_Exercise description_
Count the lines in the records below that contain the word "assign", and give that figure alone.

_Dataset records_
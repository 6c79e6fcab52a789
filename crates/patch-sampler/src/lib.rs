//! Patch sampling for multi-instance classification
//!
//! Builds the bounded bag of fixed-size patches one media unit feeds to the
//! attention classifier: up to two face-focused patches (30% margin crops)
//! plus a sliding-window grid over the full image, reflect-padded so the
//! stride tiles exactly. Bags over the cap are uniformly subsampled with a
//! caller-supplied RNG; the sampling noise is intentional regularization,
//! carried over from training.

use deepfake_common::{imagenet_chw, FaceBox, MODEL_INPUT_SIZE};
use image::RgbImage;
use ndarray::{Array3, Array4, ArrayView4, Axis};
use rand::rngs::StdRng;
use serde::{Deserialize, Serialize};
use tracing::trace;

/// Configuration for patch sampling
#[derive(Debug, Clone, Copy, Serialize, Deserialize)]
pub struct PatchSamplerConfig {
    /// Square patch edge length in pixels
    pub patch_size: u32,
    /// Sliding-window stride in pixels
    pub stride: u32,
    /// Hard cap on bag length
    pub max_patches: usize,
    /// Maximum number of face-focused patches per bag
    pub max_face_patches: usize,
    /// Margin expansion applied to face boxes (fraction per side)
    pub face_margin: f32,
    /// Source image is resized to this square resolution before extraction.
    /// Fixed at serving time to keep bags deterministic; training varied it.
    pub inference_resolution: u32,
}

impl Default for PatchSamplerConfig {
    fn default() -> Self {
        Self {
            patch_size: MODEL_INPUT_SIZE,
            stride: 112,
            max_patches: 5,
            max_face_patches: 2,
            face_margin: 0.3,
            inference_resolution: 384,
        }
    }
}

/// An ordered bag of normalized patches, shape (N, 3, patch, patch)
///
/// Invariants: never empty, N <= `max_patches`, all patches share the same
/// channel/height/width.
#[derive(Debug, Clone)]
pub struct PatchBag {
    tensor: Array4<f32>,
}

impl PatchBag {
    /// Wrap an already-built (N, C, H, W) tensor, rejecting empty bags
    #[must_use]
    pub fn from_tensor(tensor: Array4<f32>) -> Option<Self> {
        if tensor.shape()[0] == 0 {
            return None;
        }
        Some(Self { tensor })
    }

    /// Number of patches in the bag
    #[must_use]
    pub fn len(&self) -> usize {
        self.tensor.shape()[0]
    }

    #[must_use]
    pub fn is_empty(&self) -> bool {
        self.len() == 0
    }

    /// Borrow the (N, C, H, W) tensor
    #[must_use]
    pub fn patches(&self) -> ArrayView4<'_, f32> {
        self.tensor.view()
    }

    /// Consume the bag, yielding the underlying tensor
    #[must_use]
    pub fn into_tensor(self) -> Array4<f32> {
        self.tensor
    }
}

/// Build the patch bag for one media unit
///
/// `face_boxes` are in `image` pixel space (detection order); up to
/// `max_face_patches` of them contribute one margin-expanded patch each,
/// followed by the full sliding-window grid. `rng` drives the uniform
/// subsample when the combined bag exceeds the cap.
pub fn sample(
    image: &RgbImage,
    face_boxes: &[FaceBox],
    config: &PatchSamplerConfig,
    rng: &mut StdRng,
) -> PatchBag {
    let res = config.inference_resolution;
    let (orig_w, orig_h) = image.dimensions();

    let resized = image::imageops::resize(image, res, res, image::imageops::FilterType::Triangle);

    let mut patches: Vec<Array3<f32>> = Vec::new();

    // Face-focused patches: one 30%-margin crop per face, detection order
    for bbox in face_boxes.iter().take(config.max_face_patches) {
        let scaled = bbox.scale((orig_w, orig_h), (res, res));
        let expanded = scaled.expand(config.face_margin, res, res);
        if expanded.area() == 0 {
            continue;
        }

        let crop = image::imageops::crop_imm(
            &resized,
            expanded.x1,
            expanded.y1,
            expanded.width(),
            expanded.height(),
        )
        .to_image();
        let face_patch = image::imageops::resize(
            &crop,
            config.patch_size,
            config.patch_size,
            image::imageops::FilterType::Triangle,
        );
        patches.push(imagenet_chw(&face_patch));
    }

    // Global grid over the whole frame
    let global = imagenet_chw(&resized);
    patches.extend(extract_patches(&global, config));

    trace!(
        "Sampled {} candidate patches ({} face boxes)",
        patches.len(),
        face_boxes.len()
    );

    if patches.len() > config.max_patches {
        let chosen = rand::seq::index::sample(rng, patches.len(), config.max_patches);
        let mut subsampled = Vec::with_capacity(config.max_patches);
        for idx in chosen.iter() {
            subsampled.push(patches[idx].clone());
        }
        patches = subsampled;
    }

    stack_patches(patches, config.patch_size)
}

/// Collect every sliding-window patch from a (C, H, W) tensor
///
/// The tensor is reflect-padded on the bottom/right so (H - patch) and
/// (W - patch) are multiples of the stride. If the padded tensor is still
/// smaller than the patch size the grid is empty and a single
/// top-left-anchored patch is returned instead (zero-filled past the data).
#[must_use]
pub fn extract_patches(tensor: &Array3<f32>, config: &PatchSamplerConfig) -> Vec<Array3<f32>> {
    let patch = config.patch_size as usize;
    let stride = config.stride as usize;

    let padded = pad_to_stride(tensor, patch, stride);
    let (channels, height, width) = (padded.shape()[0], padded.shape()[1], padded.shape()[2]);

    let mut patches = Vec::new();

    if height >= patch && width >= patch {
        let mut y = 0;
        while y + patch <= height {
            let mut x = 0;
            while x + patch <= width {
                let window = padded
                    .slice(ndarray::s![.., y..y + patch, x..x + patch])
                    .to_owned();
                patches.push(window);
                x += stride;
            }
            y += stride;
        }
    }

    if patches.is_empty() {
        // Degenerate fallback: one patch anchored at the top-left corner
        let mut fallback = Array3::<f32>::zeros((channels, patch, patch));
        let copy_h = height.min(patch);
        let copy_w = width.min(patch);
        fallback
            .slice_mut(ndarray::s![.., ..copy_h, ..copy_w])
            .assign(&padded.slice(ndarray::s![.., ..copy_h, ..copy_w]));
        patches.push(fallback);
    }

    patches
}

/// Reflect-pad bottom/right so (H - patch) and (W - patch) tile the stride
///
/// Reflection excludes the edge pixel (PyTorch `reflect` semantics); the pad
/// amount never exceeds dim - 1, which the stride arithmetic guarantees for
/// any tensor at least 2 pixels wide.
fn pad_to_stride(tensor: &Array3<f32>, patch: usize, stride: usize) -> Array3<f32> {
    let (channels, height, width) = (tensor.shape()[0], tensor.shape()[1], tensor.shape()[2]);

    let pad_h = pad_amount(height, patch, stride).min(height.saturating_sub(1));
    let pad_w = pad_amount(width, patch, stride).min(width.saturating_sub(1));

    if pad_h == 0 && pad_w == 0 {
        return tensor.clone();
    }

    let new_h = height + pad_h;
    let new_w = width + pad_w;
    let mut padded = Array3::<f32>::zeros((channels, new_h, new_w));

    for c in 0..channels {
        for y in 0..new_h {
            let src_y = reflect_index(y, height);
            for x in 0..new_w {
                let src_x = reflect_index(x, width);
                padded[[c, y, x]] = tensor[[c, src_y, src_x]];
            }
        }
    }

    padded
}

/// Pad needed so (dim - patch) is a non-negative multiple of stride
fn pad_amount(dim: usize, patch: usize, stride: usize) -> usize {
    // Euclidean remainder of (dim - patch), matching Python's % on negatives
    let rem = (dim as i64 - patch as i64).rem_euclid(stride as i64) as usize;
    (stride - rem) % stride
}

/// Map a padded index back into [0, len) by reflecting off the far edge
fn reflect_index(idx: usize, len: usize) -> usize {
    if idx < len {
        idx
    } else {
        2 * len - 2 - idx
    }
}

fn stack_patches(patches: Vec<Array3<f32>>, patch_size: u32) -> PatchBag {
    debug_assert!(!patches.is_empty(), "patch bag must never be empty");

    let patch = patch_size as usize;
    let mut tensor = Array4::<f32>::zeros((patches.len(), 3, patch, patch));
    for (i, p) in patches.iter().enumerate() {
        tensor.index_axis_mut(Axis(0), i).assign(p);
    }

    PatchBag { tensor }
}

_Task output_
2